TASK TO CARRY OUT: Retype every entry below without any change.

-------- DATA FOR PROCESSING

//! Anthropic messages adapter.
//!
//! Streams are typed events: `message_start` carries input usage,
//! `content_block_delta` text, `message_delta` the stop reason and output
//! usage, `message_stop` ends the stream.

use reqwest::header::HeaderMap;
use serde_json::{json, Map, Value};
use switchyard_types::models::Credential;
use switchyard_types::protocol::{FinishReason, Role};
use switchyard_types::{
    ErrorKind, GatewayError, ProviderFamily, ProxyRequest, ProxyResponse, ProxyResponseChunk, Usage,
};

use super::{classify_status, header, json_u64, parse_event_json, Origin, ProtocolAdapter};
use crate::proxy::common::SseEvent;

pub const ANTHROPIC_VERSION: &str = "2023-06-01";

/// The messages API requires `max_tokens`.
const DEFAULT_MAX_TOKENS: u32 = 4096;

pub struct AnthropicAdapter;

fn map_stop_reason(raw: &str) -> FinishReason {
    match raw {
        "end_turn" | "stop_sequence" => FinishReason::Stop,
        "max_tokens" => FinishReason::Length,
        "tool_use" => FinishReason::ToolCalls,
        "refusal" => FinishReason::ContentFilter,
        _ => FinishReason::Other,
    }
}

fn parse_usage(usage: &Value) -> Usage {
    Usage::new(json_u64(usage, "input_tokens"), json_u64(usage, "output_tokens"))
}

fn error_type_kind(error_type: &str) -> ErrorKind {
    match error_type {
        "authentication_error" | "permission_error" => ErrorKind::InvalidCredential,
        "overloaded_error" | "api_error" => ErrorKind::UpstreamServerError,
        "timeout_error" => ErrorKind::UpstreamTimeout,
        _ => ErrorKind::UpstreamClientError,
    }
}

fn embedded_error_kind(body: &Value) -> Option<ErrorKind> {
    if body.get("type").and_then(Value::as_str) != Some("error") {
        return None;
    }
    let error_type = body.pointer("/error/type").and_then(Value::as_str).unwrap_or_default();
    Some(error_type_kind(error_type))
}

impl ProtocolAdapter for AnthropicAdapter {
    fn family(&self) -> ProviderFamily {
        ProviderFamily::Anthropic
    }

    fn endpoint_url(&self, base_url: &str, _request: &ProxyRequest) -> String {
        format!("{}/messages", base_url)
    }

    fn auth_headers(&self, credential: &Credential) -> Result<HeaderMap, GatewayError> {
        let mut headers = HeaderMap::new();
        let (name, value) = header("x-api-key", credential.expose())?;
        headers.insert(name, value);
        let (name, value) = header("anthropic-version", ANTHROPIC_VERSION)?;
        headers.insert(name, value);
        Ok(headers)
    }

    fn translate_request(&self, request: &ProxyRequest) -> Result<Value, GatewayError> {
        let system: Vec<&str> = request
            .messages
            .iter()
            .filter(|m| m.role == Role::System)
            .map(|m| m.content.as_str())
            .collect();
        let messages: Vec<Value> = request
            .messages
            .iter()
            .filter(|m| m.role != Role::System)
            .map(|m| {
                let role = if m.role == Role::Assistant { "assistant" } else { "user" };
                json!({ "role": role, "content": m.content })
            })
            .collect();

        if messages.is_empty() {
            return Err(GatewayError::new(
                ErrorKind::InvalidRequest,
                "Anthropic requires at least one non-system message",
            ));
        }

        let mut body = Map::new();
        body.insert("model".into(), json!(request.model));
        body.insert("messages".into(), Value::Array(messages));
        body.insert("max_tokens".into(), json!(request.max_tokens.unwrap_or(DEFAULT_MAX_TOKENS)));
        if !system.is_empty() {
            body.insert("system".into(), json!(system.join("\n\n")));
        }
        if let Some(temperature) = request.temperature {
            body.insert("temperature".into(), json!(temperature));
        }
        if request.stream {
            body.insert("stream".into(), json!(true));
        }
        Ok(Value::Object(body))
    }

    fn translate_response(&self, body: &Value, origin: &Origin) -> Result<ProxyResponse, GatewayError> {
        let blocks = body
            .get("content")
            .and_then(Value::as_array)
            .ok_or_else(|| GatewayError::translation("Response has no content blocks"))?;

        let content: String = blocks
            .iter()
            .filter(|b| b.get("type").and_then(Value::as_str) == Some("text"))
            .filter_map(|b| b.get("text").and_then(Value::as_str))
            .collect();

        Ok(ProxyResponse {
            content,
            finish_reason: body.get("stop_reason").and_then(Value::as_str).map(map_stop_reason),
            usage: body.get("usage").map(parse_usage).unwrap_or_default(),
            provider: origin.provider.clone(),
            channel_id: origin.channel_id.clone(),
        })
    }

    fn translate_stream_chunk(
        &self,
        event: &SseEvent,
        origin: &Origin,
    ) -> Result<Option<ProxyResponseChunk>, GatewayError> {
        let value = parse_event_json(event)?;
        let event_type = event
            .event
            .as_deref()
            .or_else(|| value.get("type").and_then(Value::as_str))
            .unwrap_or_default();

        let chunk = |delta: String, finish_reason: Option<FinishReason>, usage: Option<Usage>| {
            ProxyResponseChunk {
                delta,
                finish_reason,
                usage,
                provider: origin.provider.clone(),
                channel_id: origin.channel_id.clone(),
            }
        };

        match event_type {
            "message_start" => {
                let usage = value.pointer("/message/usage").map(parse_usage);
                Ok(usage.map(|u| chunk(String::new(), None, Some(u))))
            },
            "content_block_delta" => {
                let text = value.pointer("/delta/text").and_then(Value::as_str).unwrap_or_default();
                if text.is_empty() {
                    return Ok(None);
                }
                Ok(Some(chunk(text.to_string(), None, None)))
            },
            "message_delta" => {
                let finish = value.pointer("/delta/stop_reason").and_then(Value::as_str).map(map_stop_reason);
                let usage = value.get("usage").map(parse_usage);
                if finish.is_none() && usage.is_none() {
                    return Ok(None);
                }
                Ok(Some(chunk(String::new(), finish, usage)))
            },
            "error" => {
                let error_type = value.pointer("/error/type").and_then(Value::as_str).unwrap_or_default();
                Err(GatewayError::new(error_type_kind(error_type), "Upstream reported an error mid-stream"))
            },
            _ => Ok(None),
        }
    }

    fn is_error_response(&self, status: u16, body: &str) -> Option<ErrorKind> {
        if let Some(kind) = classify_status(status, body) {
            return Some(kind);
        }
        serde_json::from_str::<Value>(body).ok().as_ref().and_then(embedded_error_kind)
    }

    fn is_stream_terminal(&self, event: &SseEvent) -> bool {
        event.event.as_deref() == Some("message_stop")
            || event.data.contains("\"type\":\"message_stop\"")
    }
}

----------------

WRITTEN RESPONSE:
//! Anthropic messages adapter.
//!
//! Streams are typed events: `message_start` carries input usage,
//! `content_block_delta` text, `message_delta` the stop reason and output
//! usage, `message_stop` ends the stream.

use reqwest::header::HeaderMap;
use serde_json::{json, Map, Value};
use switchyard_types::models::Credential;
use switchyard_types::protocol::{FinishReason, Role};
use switchyard_types::{
    ErrorKind, GatewayError, ProviderFamily, ProxyRequest, ProxyResponse, ProxyResponseChunk, Usage,
};

use super::{classify_status, header, json_u64, parse_event_json, Origin, ProtocolAdapter};
use crate::proxy::common::SseEvent;

pub const ANTHROPIC_VERSION: &str = "2023-06-01";

/// The messages API requires `max_tokens`.
const DEFAULT_MAX_TOKENS: u32 = 4096;

pub struct AnthropicAdapter;

fn map_stop_reason(raw: &str) -> FinishReason {
    match raw {
        "end_turn" | "stop_sequence" => FinishReason::Stop,
        "max_tokens" => FinishReason::Length,
        "tool_use" => FinishReason::ToolCalls,
        "refusal" => FinishReason::ContentFilter,
        _ => FinishReason::Other,
    }
}

fn parse_usage(usage: &Value) -> Usage {
    Usage::new(json_u64(usage, "input_tokens"), json_u64(usage, "output_tokens"))
}

fn error_type_kind(error_type: &str) -> ErrorKind {
    match error_type {
        "authentication_error" | "permission_error" => ErrorKind::InvalidCredential,
        "overloaded_error" | "api_error" => ErrorKind::UpstreamServerError,
        "timeout_error" => ErrorKind::UpstreamTimeout,
        _ => ErrorKind::UpstreamClientError,
    }
}

fn embedded_error_kind(body: &Value) -> Option<ErrorKind> {
    if body.get("type").and_then(Value::as_str) != Some("error") {
        return None;
    }
    let error_type = body.pointer("/error/type").and_then(Value::as_str).unwrap_or_default();
    Some(error_type_kind(error_type))
}

impl ProtocolAdapter for AnthropicAdapter {
    fn family(&self) -> ProviderFamily {
        ProviderFamily::Anthropic
    }

    fn endpoint_url(&self, base_url: &str, _request: &ProxyRequest) -> String {
        format!("{}/messages", base_url)
    }

    fn auth_headers(&self, credential: &Credential) -> Result<HeaderMap, GatewayError> {
        let mut headers = HeaderMap::new();
        let (name, value) = header("x-api-key", credential.expose())?;
        headers.insert(name, value);
        let (name, value) = header("anthropic-version", ANTHROPIC_VERSION)?;
        headers.insert(name, value);
        Ok(headers)
    }

    fn translate_request(&self, request: &ProxyRequest) -> Result<Value, GatewayError> {
        let system: Vec<&str> = request
            .messages
            .iter()
            .filter(|m| m.role == Role::System)
            .map(|m| m.content.as_str())
            .collect();
        let messages: Vec<Value> = request
            .messages
            .iter()
            .filter(|m| m.role != Role::System)
            .map(|m| {
                let role = if m.role == Role::Assistant { "assistant" } else { "user" };
                json!({ "role": role, "content": m.content })
            })
            .collect();

        if messages.is_empty() {
            return Err(GatewayError::new(
                ErrorKind::InvalidRequest,
                "Anthropic requires at least one non-system message",
            ));
        }

        let mut body = Map::new();
        body.insert("model".into(), json!(request.model));
        body.insert("messages".into(), Value::Array(messages));
        body.insert("max_tokens".into(), json!(request.max_tokens.unwrap_or(DEFAULT_MAX_TOKENS)));
        if !system.is_empty() {
            body.insert("system".into(), json!(system.join("\n\n")));
        }
        if let Some(temperature) = request.temperature {
            body.insert("temperature".into(), json!(temperature));
        }
        if request.stream {
            body.insert("stream".into(), json!(true));
        }
        Ok(Value::Object(body))
    }

    fn translate_response(&self, body: &Value, origin: &Origin) -> Result<ProxyResponse, GatewayError> {
        let blocks = body
            .get("content")
            .and_then(Value::as_array)
            .ok_or_else(|| GatewayError::translation("Response has no content blocks"))?;

        let content: String = blocks
            .iter()
            .filter(|b| b.get("type").and_then(Value::as_str) == Some("text"))
            .filter_map(|b| b.get("text").and_then(Value::as_str))
            .collect();

        Ok(ProxyResponse {
            content,
            finish_reason: body.get("stop_reason").and_then(Value::as_str).map(map_stop_reason),
            usage: body.get("usage").map(parse_usage).unwrap_or_default(),
            provider: origin.provider.clone(),
            channel_id: origin.channel_id.clone(),
        })
    }

    fn translate_stream_chunk(
        &self,
        event: &SseEvent,
        origin: &Origin,
    ) -> Result<Option<ProxyResponseChunk>, GatewayError> {
        let value = parse_event_json(event)?;
        let event_type = event
            .event
            .as_deref()
            .or_else(|| value.get("type").and_then(Value::as_str))
            .unwrap_or_default();

        let chunk = |delta: String, finish_reason: Option<FinishReason>, usage: Option<Usage>| {
            ProxyResponseChunk {
                delta,
                finish_reason,
                usage,
                provider: origin.provider.clone(),
                channel_id: origin.channel_id.clone(),
            }
        };

        match event_type {
            "message_start" => {
                let usage = value.pointer("/message/usage").map(parse_usage);
                Ok(usage.map(|u| chunk(String::new(), None, Some(u))))
            },
            "content_block_delta" => {
                let text = value.pointer("/delta/text").and_then(Value::as_str).unwrap_or_default();
                if text.is_empty() {
                    return Ok(None);
                }
                Ok(Some(chunk(text.to_string(), None, None)))
            },
            "message_delta" => {
                let finish = value.pointer("/delta/stop_reason").and_then(Value::as_str).map(map_stop_reason);
                let usage = value.get("usage").map(parse_usage);
                if finish.is_none() && usage.is_none() {
                    return Ok(None);
                }
                Ok(Some(chunk(String::new(), finish, usage)))
            },
            "error" => {
                let error_type = value.pointer("/error/type").and_then(Value::as_str).unwrap_or_default();
                Err(GatewayError::new(error_type_kind(error_type), "Upstream reported an error mid-stream"))
            },
            _ => Ok(None),
        }
    }

    fn is_error_response(&self, status: u16, body: &str) -> Option<ErrorKind> {
        if let Some(kind) = classify_status(status, body) {
            return Some(kind);
        }
        serde_json::from_str::<Value>(body).ok().as_ref().and_then(embedded_error_kind)
    }

    fn is_stream_terminal(&self, event: &SseEvent) -> bool {
        event.event.as_deref() == Some("message_stop")
            || event.data.contains("\"type\":\"message_stop\"")
    }
}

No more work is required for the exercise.